Vector retriever v2
Defines a basic vector retriever module for document retrieval.
This module provides a simple implementation of a retriever that uses a single BaseDataStore with vector capability for document retrieval operations.
VectorRetriever(data_store)
Bases: DatastoreChunkRetriever
A vector retriever using BaseDataStore with vector capability.
This class provides a straightforward implementation of the BaseRetriever, using a BaseDataStore with vector capability for document retrieval via similarity search.
Examples:
from gllm_datastore.core.filters import filter as F
data_store = ElasticsearchDataStore(...).with_vector(em_invoker=embedding_model)
retriever = VectorRetriever(data_store=data_store)
results = await retriever.retrieve("search query", top_k=10)
# results: [Chunk(content="...", score=0.95), Chunk(content="...", score=0.87), ...]
results = await retriever.retrieve(
"search query",
query_filter=F.eq("metadata.category", "AI"),
top_k=10,
threshold=0.8
)
# results: [Chunk(content="...", score=0.92), Chunk(content="...", score=0.85), ...]
batch_results = await retriever.retrieve(["query 1", "query 2"], top_k=10)
# batch_results: [
# [Chunk(content="...", score=0.95), ...], # results for "query 1"
# [Chunk(content="...", score=0.89), ...] # results for "query 2"
# ]
Attributes:
| Name | Type | Description |
|---|---|---|
data_store |
BaseDataStore
|
The data store with vector capability used for retrieval operations. |
Initialize the VectorRetriever with a data store.
Parameters:
| Name | Type | Description | Default |
|---|---|---|---|
data_store
|
BaseDataStore
|
The data store to retrieve from. Must have vector capability registered. |
required |
Raises:
| Type | Description |
|---|---|
TypeError
|
If data_store is not an instance of BaseDataStore. |
ValueError
|
If data_store does not have vector capability registered. |
retrieve(query, query_filter=None, top_k=None, threshold=None, **kwargs)
async
retrieve(query: str, query_filter: FilterClause | QueryFilter | None = None, top_k: int | None = None, threshold: float | None = None, **kwargs: Any) -> list[Chunk]

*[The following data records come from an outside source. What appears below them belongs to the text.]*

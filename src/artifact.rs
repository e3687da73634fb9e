//! Hardhat compilation artifacts.
//!
//! The contracts are compiled outside this repository; deployments against a
//! remote network read the creation bytecode from
//! `artifacts/contracts/<Name>.sol/<Name>.json`.

use std::path::{Path, PathBuf};

use alloy::primitives::Bytes;
use anyhow::{bail, Context, Result};
use serde::Deserialize;

/// The subset of a Hardhat artifact this crate needs.
#[derive(Debug, Clone, Deserialize)]
#[serde(rename_all = "camelCase")]
pub struct HardhatArtifact {
    pub contract_name: String,
    pub source_name: String,
    pub abi: serde_json::Value,
    pub bytecode: String,
}

impl HardhatArtifact {
    pub fn load(path: &Path) -> Result<Self> {
        let raw = std::fs::read_to_string(path)
            .with_context(|| format!("failed to read artifact {}", path.display()))?;
        serde_json::from_str(&raw)
            .with_context(|| format!("failed to parse artifact {}", path.display()))
    }

    /// Creation bytecode, without constructor arguments.
    pub fn creation_code(&self) -> Result<Bytes> {
        let code = self.bytecode.trim();
        if code.is_empty() || code == "0x" {
            bail!(
                "artifact for {} has no bytecode (abstract contract or interface?)",
                self.contract_name
            );
        }
        if code.contains("__$") {
            bail!(
                "artifact for {} has unlinked library references",
                self.contract_name
            );
        }
        code.parse::<Bytes>()
            .with_context(|| format!("invalid bytecode hex in artifact for {}", self.contract_name))
    }

    /// Fully qualified name as explorers expect it, e.g.
    /// `contracts/MyERC20Token.sol:MyERC20Token`.
    pub fn qualified_name(&self) -> String {
        format!("{}:{}", self.source_name, self.contract_name)
    }
}

/// Resolves artifacts by contract name under a Hardhat `artifacts/` root.
#[derive(Debug, Clone)]
pub struct ArtifactStore {
    root: PathBuf,
}

impl ArtifactStore {
    pub fn new(root: impl Into<PathBuf>) -> Self {
        Self { root: root.into() }
    }

    pub fn path_for(&self, contract: &str) -> PathBuf {
        self.root
            .join("contracts")
            .join(format!("{contract}.sol"))
            .join(format!("{contract}.json"))
    }

    pub fn load(&self, contract: &str) -> Result<HardhatArtifact> {
        let artifact = HardhatArtifact::load(&self.path_for(contract))?;
        if artifact.contract_name != contract {
            bail!(
                "artifact at {} describes {}, expected {}",
                self.path_for(contract).display(),
                artifact.contract_name,
                contract
            );
        }
        Ok(artifact)
    }
}

#[cfg(test)]
mod tests {
    use super::*;

    fn write_artifact(root: &Path, name: &str, bytecode: &str) {
        let dir = root.join("contracts").join(format!("{name}.sol"));
        std::fs::create_dir_all(&dir).unwrap();
        let body = serde_json::json!({
            "_format": "hh-sol-artifact-1",
            "contractName": name,
            "sourceName": format!("contracts/{name}.sol"),
            "abi": [],
            "bytecode": bytecode,
            "deployedBytecode": "0x",
            "linkReferences": {},
            "deployedLinkReferences": {}
        });
        std::fs::write(dir.join(format!("{name}.json")), body.to_string()).unwrap();
    }

    #[test]
    fn test_load_artifact() {
        let tmp = tempfile::tempdir().unwrap();
        write_artifact(tmp.path(), "MyERC20Token", "0x6080604052");

        let store = ArtifactStore::new(tmp.path());
        let artifact = store.load("MyERC20Token").unwrap();

        assert_eq!(artifact.contract_name, "MyERC20Token");
        assert_eq!(
            artifact.qualified_name(),
            "contracts/MyERC20Token.sol:MyERC20Token"
        );
        assert_eq!(
            artifact.creation_code().unwrap(),
            Bytes::from(vec![0x60, 0x80, 0x60, 0x40, 0x52])
        );
    }

    #[test]
    fn test_missing_artifact() {
        let tmp = tempfile::tempdir().unwrap();
        let store = ArtifactStore::new(tmp.path());
        assert!(store.load("MyERC721Token").is_err());
    }

    #[test]
    fn test_empty_and_unlinked_bytecode() {
        let tmp = tempfile::tempdir().unwrap();
        write_artifact(tmp.path(), "IToken", "0x");
        write_artifact(
            tmp.path(),
            "Linked",
            "0x6080__$0123456789abcdef0123456789abcdef01$__6040",
        );

        let store = ArtifactStore::new(tmp.path());
        assert!(store.load("IToken").unwrap().creation_code().is_err());
        assert!(store.load("Linked").unwrap().creation_code().is_err());
    }
}
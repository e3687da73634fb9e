//! `MyERC721Token` ABI.
//!
//! OpenZeppelin ERC721 + Ownable with a paid, capped, sequential mint.

use alloy::sol;

sol! {
    #[derive(Debug, PartialEq, Eq)]
    contract MyERC721Token {
        event Transfer(address indexed from, address indexed to, uint256 indexed tokenId);
        event Approval(address indexed owner, address indexed approved, uint256 indexed tokenId);
        event ApprovalForAll(address indexed owner, address indexed operator, bool approved);

        function name() external view returns (string memory);
        function symbol() external view returns (string memory);
        function balanceOf(address owner) external view returns (uint256);
        function ownerOf(uint256 tokenId) external view returns (address);
        function getApproved(uint256 tokenId) external view returns (address);
        function isApprovedForAll(address owner, address operator) external view returns (bool);
        function owner() external view returns (address);
        function price() external view returns (uint256);
        function totalMint() external view returns (uint256);
        function MAX_ELEMENTS() external view returns (uint256);

        function approve(address to, uint256 tokenId) external;
        function setApprovalForAll(address operator, bool approved) external;
        function transferFrom(address from, address to, uint256 tokenId) external;
        function safeTransferFrom(address from, address to, uint256 tokenId) external;
        function safeTransferFrom(address from, address to, uint256 tokenId, bytes data) external;

        function mint(address to, uint256 count) external payable;
    }
}

pub use MyERC721Token::{Approval, ApprovalForAll, Transfer};
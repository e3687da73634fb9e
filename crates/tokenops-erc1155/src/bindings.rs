//! `MyERC1155Token` ABI.
//!
//! OpenZeppelin ERC1155 + Ownable. Id 0 is a fungible unit sold from the
//! contract's own balance, id 1 a capped collectible minted on purchase.

use alloy::sol;

sol! {
    #[derive(Debug, PartialEq, Eq)]
    contract MyERC1155Token {
        event TransferSingle(address indexed operator, address indexed from, address indexed to, uint256 id, uint256 value);
        event TransferBatch(address indexed operator, address indexed from, address indexed to, uint256[] ids, uint256[] values);
        event ApprovalForAll(address indexed account, address indexed operator, bool approved);

        function uri(uint256 id) external view returns (string memory);
        function balanceOf(address account, uint256 id) external view returns (uint256);
        function balanceOfBatch(address[] accounts, uint256[] ids) external view returns (uint256[] memory);
        function isApprovedForAll(address account, address operator) external view returns (bool);
        function owner() external view returns (address);
        function price() external view returns (uint256);
        function TOKEN_ID() external view returns (uint256);
        function NFT_ID() external view returns (uint256);
        function MAX_ELEMENTS() external view returns (uint256);

        function setApprovalForAll(address operator, bool approved) external;
        function safeTransferFrom(address from, address to, uint256 id, uint256 value, bytes data) external;
        function safeBatchTransferFrom(address from, address to, uint256[] ids, uint256[] values, bytes data) external;

        function buy(address to, uint256 amount) external payable;
        function buyNFT(address to, uint256 count) external payable;
        function mintBatch(address to, uint256[] ids, uint256[] amounts, bytes data) external;
    }
}

pub use MyERC1155Token::{ApprovalForAll, TransferBatch, TransferSingle};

retrieve(query: list[str], query_filter: FilterClause | QueryFilter | None = None, top_k: int | None = None, threshold: float | None = None, **kwargs: Any) -> list[list[Chunk]]
Retrieve documents based on the query using vector similarity search.
This method performs a retrieval operation using the configured data store's vector capability.
Parameters:
| Name | Type | Description | Default |
|---|---|---|---|
query
|
str | list[str]
|
The query string or list of query strings to retrieve documents. If a list is provided, retrieval is performed for each query concurrently. |
required |
query_filter
|
FilterClause | QueryFilter | None
|
Filter criteria for the retrieval. Can be a single FilterClause or a composite QueryFilter. Defaults to None. |
None
|
top_k
|
int | None
|
The maximum number of documents to retrieve. Defaults to None, which uses the data store's default limit. |
None
|
threshold
|
float | None
|
The minimum score threshold for filtering results. Defaults to None, in which case no filtering is applied. |
None
|
**kwargs
|
Any
|
Additional parameters passed to the data store's retrieve method. |
{}
|
Returns:
| Type | Description |
|---|---|
list[Chunk] | list[list[Chunk]]
|
list[Chunk] | list[list[Chunk]]: A list of retrieved documents sorted by similarity score. Returns list[list[Chunk]] if query is a list of strings. |